Рассказ о косьбе Левина вместе с мужиками и «веселом
общем труде» крестьян во время уборки сена без соображения о том, для кого труд
и какие будут плоды труда, воссоздает тот идеал, который Толстой хотел бы
видеть осуществленным в жизни. Однако, анализируя реальные отношения с крестьянами,
герой Толстого приходит к несомненному выводу о «фатальной противоположности»
интересов помещиков «самым справедливым интересам» крестьян.
Толстой периода «Анны Карениной» еще не сталкивает в
непримиримом конфликте барина и мужика. Он сделает это позднее, в 80—90-х
годах, после перелома в мировоззрении и окончательного перехода на позиции
патриархального крестьянства.
«Признаки времени» явственно сказались не только в
содержании, но и в художественной форме романа «Анна Каренина». Принципы
толстовской «диалектики души», заявленные в предшествующий период его
творчества и блистательно примененные в «Войне и мире», остаются главной формой
раскрытия человеческого характера и в «Анне Карениной», хотя акцент в этой
«диалектике» делается теперь не на связи эмоций и размышлений, а на борьбе
противоположных чувств и мыслей Одни и те же люди, неожиданно для себя, вдруг
проявляют разные, часто противоположные стороны своего характера и душевного
облика.
Героиня романа, прелестная, обаятельная, правдивая,
умная женщина, человек большого, чистого сердца, оказывается вместе с тем
ужасной своей «бесовской» прелестью, эгоистической страстью и неизбежной ложью,
паутина которой опутывает ее не только извне (Каренин и светское общество), но
и изнутри. Сила сострадания возрождает живую душу даже в Каренине — «министерской
машине», черствой, окаменелой и мертвенной. Вронский, типичный представитель
«золоченой молодежи петербургской», приученный жить по строго определенному
кодексу правил, оказывается способным на поступки неожиданные и отчаянные
(самоубийство, пренебрежение карьерой и т. п.).

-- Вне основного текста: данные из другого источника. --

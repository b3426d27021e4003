use sqlx::sqlite::{
    SqliteConnectOptions, SqliteJournalMode, SqlitePool, SqlitePoolOptions, SqliteSynchronous,
};
use std::str::FromStr;
use std::time::Duration;

use crate::domain::error::{AppError, Result};

const CONTACTS_SCHEMA: &str = include_str!("../../../resources/contacts/schema.sql");

const CONTACTS_SCHEMA_VERSION: i32 = 1;

/// Open a pool for `database_url`, creating the file when missing.
///
/// In-memory databases live only as long as their connection, so they get a
/// single connection that is never recycled.
pub async fn connect_pool(database_url: &str) -> Result<SqlitePool> {
    let in_memory = is_memory_url(database_url);

    let mut options = SqliteConnectOptions::from_str(database_url)
        .map_err(|e| AppError::DatabaseError(format!("Failed to parse database URL: {}", e)))?
        .create_if_missing(true)
        .foreign_keys(true)
        .busy_timeout(Duration::from_secs(5));
    if !in_memory {
        options = options
            .journal_mode(SqliteJournalMode::Wal)
            .synchronous(SqliteSynchronous::Normal);
    }

    let pool_options = if in_memory {
        SqlitePoolOptions::new()
            .max_connections(1)
            .idle_timeout(None)
            .max_lifetime(None)
    } else {
        SqlitePoolOptions::new().max_connections(4)
    };

    pool_options
        .acquire_timeout(Duration::from_secs(5))
        .connect_with(options)
        .await
        .map_err(|e| AppError::DatabaseError(format!("Failed to connect to database: {}", e)))
}

/// Apply the contacts schema and stamp `PRAGMA user_version`.
pub async fn init_contacts_db(pool: &SqlitePool) -> Result<()> {
    let current_version = read_user_version(pool).await?;
    // Refuse to touch a database written by a newer build
    if current_version > CONTACTS_SCHEMA_VERSION {
        return Err(AppError::DatabaseError(format!(
            "Contacts database schema too new: db user_version={} > app supported_version={}",
            current_version, CONTACTS_SCHEMA_VERSION
        )));
    }

    for stmt in split_sql_statements(CONTACTS_SCHEMA) {
        let sql = stmt.trim();
        if sql.is_empty() {
            continue;
        }
        sqlx::query(sql).execute(pool).await.map_err(|e| {
            AppError::DatabaseError(format!("Failed to apply contacts schema statement: {}", e))
        })?;
    }

    set_user_version(pool, CONTACTS_SCHEMA_VERSION).await?;

    sqlx::query("SELECT 1")
        .execute(pool)
        .await
        .map_err(|e| AppError::DatabaseError(format!("Database health check failed: {}", e)))?;

    tracing::debug!(version = CONTACTS_SCHEMA_VERSION, "Contacts schema ready");
    Ok(())
}

fn is_memory_url(database_url: &str) -> bool {
    database_url.contains(":memory:") || database_url.contains("mode=memory")
}

async fn read_user_version(pool: &SqlitePool) -> Result<i32> {
    sqlx::query_scalar::<_, i32>("PRAGMA user_version")
        .fetch_one(pool)
        .await
        .map_err(|e| AppError::DatabaseError(format!("Failed to read PRAGMA user_version: {}", e)))
}

async fn set_user_version(pool: &SqlitePool, version: i32) -> Result<()> {
    let sql = format!("PRAGMA user_version = {}", version);
    sqlx::query(&sql)
        .execute(pool)
        .await
        .map_err(|e| AppError::DatabaseError(format!("Failed to set PRAGMA user_version: {}", e)))?;
    Ok(())
}

/// Split a schema file on `;`, ignoring semicolons inside quotes and comments.
fn split_sql_statements(sql: &str) -> Vec<String> {
    let mut out = Vec::new();
    let mut buf = String::new();

    let mut in_single = false;
    let mut in_double = false;
    let mut in_line_comment = false;

    let mut chars = sql.chars().peekable();
    while let Some(c) = chars.next() {
        if in_line_comment {
            if c == '\n' {
                in_line_comment = false;
                buf.push(c);
            }
            continue;
        }

        if !in_single && !in_double && c == '-' && chars.peek() == Some(&'-') {
            chars.next();
            in_line_comment = true;
            continue;
        }

        match c {
            '\'' if !in_double => in_single = !in_single,
            '"' if !in_single => in_double = !in_double,
            ';' if !in_single && !in_double => {
                out.push(std::mem::take(&mut buf));
                continue;
            }
            _ => {}
        }
        buf.push(c);
    }

    if !buf.trim().is_empty() {
        out.push(buf);
    }

    out.retain(|s| !s.trim().is_empty());
    out
}
// ============================================================
// CONTACT IMPORT DOMAIN LAYER
// ============================================================
// Core types and value objects for contact import and removal
// No I/O, no async

mod entities;
mod field_mapping;
mod import_config;
mod import_contact;
mod phone;
mod results;
mod tabular;

pub use entities::{CampaignContact, GlobalContact, LinkStatus, NewCampaignLink, NewContact};
pub use field_mapping::{
    normalize_header, CanonicalField, FieldMapping, PersonalizationEntry,
    ResolvedMapping, ResolvedPersonalization,
};
pub use import_config::ImportConfig;
pub use import_contact::{
    display_name, ImportContact, ImportError, ImportErrorData, PersonalizationFields,
    ValidatedRows,
};
pub use phone::{PhoneNormalizer, PhoneValidation, RegionRule};
pub use results::{
    CommitFailure, CommitReport, CommitStage, ImportResult, RemovalResult, RemovalTargets,
};
pub use tabular::{column_index, RawRow, TabularData, HEADER_ROW_NUMBER};
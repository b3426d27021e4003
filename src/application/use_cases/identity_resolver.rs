// ============================================================
// IDENTITY RESOLVER
// ============================================================
// Which uploaded phones already exist globally, and which are already
// linked to the target campaign

use std::collections::HashSet;
use std::sync::Arc;

use async_trait::async_trait;
use tracing::{debug, error};

use crate::domain::error::{AppError, Result};
use crate::infrastructure::store::RecordStore;

/// Point-in-time identity state for one campaign and one phone set
#[derive(Debug, Clone, Default, PartialEq, Eq)]
pub struct IdentitySnapshot {
    pub in_system: HashSet<String>,
    pub in_campaign: HashSet<String>,
}

impl IdentitySnapshot {
    /// Build a snapshot, folding campaign phones into the system set
    pub fn new(in_system: HashSet<String>, in_campaign: HashSet<String>) -> Self {
        let mut in_system = in_system;
        in_system.extend(in_campaign.iter().cloned());
        Self {
            in_system,
            in_campaign,
        }
    }

    pub fn is_in_system(&self, phone_number: &str) -> bool {
        self.in_system.contains(phone_number)
    }

    pub fn is_in_campaign(&self, phone_number: &str) -> bool {
        self.in_campaign.contains(phone_number)
    }
}

#[async_trait]
pub trait IdentityResolver: Send + Sync {
    async fn resolve(&self, campaign_id: &str, phone_numbers: &[String]) -> Result<IdentitySnapshot>;
}

/// Resolver backed by a record store
pub struct StoreIdentityResolver {
    store: Arc<dyn RecordStore>,
}

impl StoreIdentityResolver {
    pub fn new(store: Arc<dyn RecordStore>) -> Self {
        Self { store }
    }
}

#[async_trait]
impl IdentityResolver for StoreIdentityResolver {
    async fn resolve(&self, campaign_id: &str, phone_numbers: &[String]) -> Result<IdentitySnapshot> {
        if phone_numbers.is_empty() {
            return Ok(IdentitySnapshot::default());
        }

        let (contacts, links) = tokio::try_join!(
            self.store.find_contacts_by_phones(phone_numbers),
            self.store
                .find_campaign_links_by_phones(campaign_id, phone_numbers),
        )
        .map_err(|e| {
            error!(error = %e, campaign_id, "Identity lookup failed");
            AppError::IdentityLookup(e.to_string())
        })?;

        let snapshot = IdentitySnapshot::new(
            contacts.into_iter().map(|c| c.phone_number).collect(),
            links.into_iter().map(|l| l.phone_number).collect(),
        );

        debug!(
            campaign_id,
            phones = phone_numbers.len(),
            in_system = snapshot.in_system.len(),
            in_campaign = snapshot.in_campaign.len(),
            "Resolved identities"
        );

        Ok(snapshot)
    }
}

Все находится в движении. «Люди, как реки» — этот
принцип не отменяет социальную обусловленность и типичность характера, но
ломает узкие рамки этой обусловленности и тем самым наивернейшим образом
раскрывает диалектику личной и общественной жизни в эпоху, когда все
«переворотилось».
Для внутренней жизни героев «Анны Карениной» —и это
отличительная их черта — характерен напряженный драматизм. Контрасты душевных
проявлений, соединение в душевном мире одного человека крайностей добра и зла
создают этот драматизм. В жанре романа (Толстой настоятельно подчеркивал, что
«Анна Каренина» — первый в его творчестве роман) была создана глубоко
оригинальная художественная форма, сочетающая эпос и трагедию.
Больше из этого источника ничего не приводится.